Vestía de paisano y era sorprendentemente bajito. Albert le había dado la mano y, al instante, lo había bombardeado a preguntas.

—Tranquilo, Albert. ¿Puedo llamarlo así? Bien. Ellos saben que la policía intervendrá. Decirle eso es parte del juego de ponerlo nervioso y vulnerable. Cuanto más lo esté, más dispuesto estará a cooperar con ellos. Y también lo estará para conseguir más.

—No entiendo por qué diablos no me dicen cuánto quieren—había respondido Albert, algo más calmado. La presencia del sargento Alvarado había logrado un poco de sosiego en él.

—Porque le pedirán más de lo que usted tiene en efectivo.

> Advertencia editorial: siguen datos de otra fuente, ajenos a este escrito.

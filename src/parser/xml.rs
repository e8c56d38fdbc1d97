//! Tool-body XML parsing (§4.1, third stage).
//!
//! Takes the raw string buffered by [`super::tool_call::ToolCallExtractor`]
//! between `<tool>` and `</tool>` and turns it into a [`ToolCall`]. The body
//! is not itself well-formed XML (it can have multiple top-level siblings:
//! `<server_name>`, `<tool_name>`, `<arguments>`), so it's wrapped in a
//! synthetic `<root>` element before handing it to `quick_xml`.
//!
//! Two fallbacks exist for malformed but plausible bodies:
//! - a leaf element containing a `<![CDATA[...]]>` span never goes through
//!   [`Scalar::infer`] — it's always `Scalar::Str`, verbatim.
//! - if the first parse attempt fails, bare `&` characters not already
//!   part of a recognized entity or numeric reference are rewritten to
//!   `&amp;` and parsing is retried exactly once. If the retry also fails,
//!   the original error is what's surfaced (the retry is a silent repair
//!   attempt, not a different failure mode).

use quick_xml::events::Event;
use quick_xml::Reader;

use crate::error::{Error, Result};
use crate::types::{ArgNode, Scalar, ToolCall};

struct Frame {
    name: String,
    children: Vec<(String, ArgNode)>,
    text: String,
    has_cdata: bool,
    has_child: bool,
}

/// Parse a buffered tool-call body into a [`ToolCall`].
pub fn parse_tool_call(body: &str) -> Result<ToolCall> {
    let wrapped = format!("<root>{body}</root>");
    let root = match build_tree(&wrapped) {
        Ok(node) => node,
        Err(first_err) => {
            let escaped = escape_bare_ampersands(body);
            let retried = format!("<root>{escaped}</root>");
            build_tree(&retried).map_err(|_| first_err)?
        }
    };
    to_tool_call(root)
}

fn to_tool_call(root: ArgNode) -> Result<ToolCall> {
    let server_name = root
        .field("server_name")
        .map(|n| n.as_display_string())
        .unwrap_or_default();
    let tool_name = root
        .field("tool_name")
        .map(|n| n.as_display_string())
        .filter(|s| !s.is_empty())
        .ok_or_else(|| Error::parse_failure("tool call is missing <tool_name>"))?;
    let arguments = root
        .field("arguments")
        .cloned()
        .unwrap_or_else(|| ArgNode::Record(Vec::new()));
    Ok(ToolCall {
        server_name,
        tool_name,
        arguments,
    })
}

fn build_tree(xml: &str) -> Result<ArgNode> {
    let mut reader = Reader::from_str(xml);
    reader.config_mut().trim_text = true;

    let mut stack: Vec<Frame> = Vec::new();
    let mut result: Option<ArgNode> = None;

    loop {
        match reader.read_event() {
            Ok(Event::Eof) => break,
            Ok(Event::Start(e)) => {
                let name = String::from_utf8_lossy(e.name().as_ref()).into_owned();
                stack.push(Frame {
                    name,
                    children: Vec::new(),
                    text: String::new(),
                    has_cdata: false,
                    has_child: false,
                });
            }
            Ok(Event::Empty(e)) => {
                let name = String::from_utf8_lossy(e.name().as_ref()).into_owned();
                push_child(
                    &mut stack,
                    &mut result,
                    name,
                    ArgNode::Scalar(Scalar::Str(String::new())),
                );
            }
            Ok(Event::Text(e)) => {
                let text = e
                    .unescape()
                    .map_err(|err| Error::parse_failure(err.to_string()))?;
                if let Some(top) = stack.last_mut() {
                    top.text.push_str(&text);
                }
            }
            Ok(Event::CData(e)) => {
                let bytes = e.into_inner();
                let text = String::from_utf8_lossy(&bytes).into_owned();
                if let Some(top) = stack.last_mut() {
                    top.text.push_str(&text);
                    top.has_cdata = true;
                }
            }
            Ok(Event::End(_)) => {
                let frame = stack
                    .pop()
                    .ok_or_else(|| Error::parse_failure("unbalanced closing tag in tool body"))?;
                let node = frame_to_node(frame);
                match stack.last_mut() {
                    Some(parent) => {
                        push_child_into(parent, node.0, node.1);
                    }
                    None => result = Some(node.1),
                }
            }
            Ok(_) => {}
            Err(err) => return Err(Error::parse_failure(err.to_string())),
        }
    }

    result.ok_or_else(|| Error::parse_failure("tool call body was empty"))
}

fn frame_to_node(frame: Frame) -> (String, ArgNode) {
    let node = if frame.has_child {
        ArgNode::Record(group_children(frame.children))
    } else if frame.has_cdata {
        ArgNode::Scalar(Scalar::literal(frame.text))
    } else {
        ArgNode::Scalar(Scalar::infer(frame.text.trim()))
    };
    (frame.name, node)
}

fn push_child_into(parent: &mut Frame, name: String, node: ArgNode) {
    parent.children.push((name, node));
    parent.has_child = true;
}

fn push_child(stack: &mut [Frame], result: &mut Option<ArgNode>, name: String, node: ArgNode) {
    if let Some(parent) = stack.last_mut() {
        push_child_into(parent, name, node);
    } else {
        *result = Some(node);
    }
}

/// Group same-named siblings into a `List`, preserving first-seen order for
/// distinct names (§4.1: "repeated sibling tags group into List; single
/// tags become direct Record fields").
fn group_children(children: Vec<(String, ArgNode)>) -> Vec<(String, ArgNode)> {
    use std::collections::HashMap;

    let mut order: Vec<String> = Vec::new();
    let mut groups: HashMap<String, Vec<ArgNode>> = HashMap::new();
    for (name, node) in children {
        groups
            .entry(name.clone())
            .or_insert_with(|| {
                order.push(name.clone());
                Vec::new()
            })
            .push(node);
    }
    order
        .into_iter()
        .map(|name| {
            let mut nodes = groups.remove(&name).expect("name recorded in order");
            if nodes.len() == 1 {
                (name, nodes.pop().expect("len checked"))
            } else {
                (name, ArgNode::List(nodes))
            }
        })
        .collect()
}

const NAMED_ENTITIES: &[&str] = &["amp;", "lt;", "gt;", "quot;", "apos;"];

/// `true` if the text immediately after a just-seen `&` forms a recognized
/// entity or numeric character reference (decimal or hex), meaning that `&`
/// should be left alone rather than escaped.
fn is_recognized_entity(rest: &str) -> bool {
    if NAMED_ENTITIES.iter().any(|e| rest.starts_with(e)) {
        return true;
    }
    let Some(after_hash) = rest.strip_prefix('#') else {
        return false;
    };
    let (digits, is_hex) = match after_hash.strip_prefix(['x', 'X']) {
        Some(hex) => (hex, true),
        None => (after_hash, false),
    };
    let Some(end) = digits.find(';') else {
        return false;
    };
    let digit_part = &digits[..end];
    if digit_part.is_empty() {
        return false;
    }
    if is_hex {
        digit_part.chars().all(|c| c.is_ascii_hexdigit())
    } else {
        digit_part.chars().all(|c| c.is_ascii_digit())
    }
}

/// Rewrite every `&` not already part of a recognized entity/numeric
/// reference to `&amp;`.
fn escape_bare_ampersands(input: &str) -> String {
    let mut out = String::with_capacity(input.len());
    for (idx, ch) in input.char_indices() {
        if ch != '&' {
            out.push(ch);
            continue;
        }
        let rest = &input[idx + ch.len_utf8()..];
        if is_recognized_entity(rest) {
            out.push('&');
        } else {
            out.push_str("&amp;");
        }
    }
    out
}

Más de lo que en el banco le puedan facilitar. Más de lo que tenga en bienes inmuebles o acciones. Le están dando tiempo para que...

—Procure conseguir liquidez —había completado Albert—. Sí, eso me ha dicho mi padre. Y eso haré. Por favor, papá, encárgate.

—Por supuesto —había contestado William, y luego se había marchado.

Así que Albert se había quedado con George durante la interminable espera y con algo pendiente peor aún: decírselo a Candida.

Ella había reaccionado según lo esperado al principio: se había puesto a llorar mientras su cuerpo temblaba de forma incontrolable. Pero luego, había levantado la cabeza y a Albert le había pareció ver a Candy en sus ojos.

—Basta de lágrimas. Llorar desgasta, y debemos estar enteros para ella. Albert, sé por lo que estás pasando. Déjame estar a tu lado mientras dure la espera.

Él la había abrazado de forma impulsiva. La había estrechado en sus brazos largamente. Y por primera vez en la vida, se había sentido agradecido por la presencia de Candida. Era la única que podía sentir el dolor tanto como él. Y era lo más cercano a Candy que tenía. Sí, la quería cerca; no le cabía ninguna duda.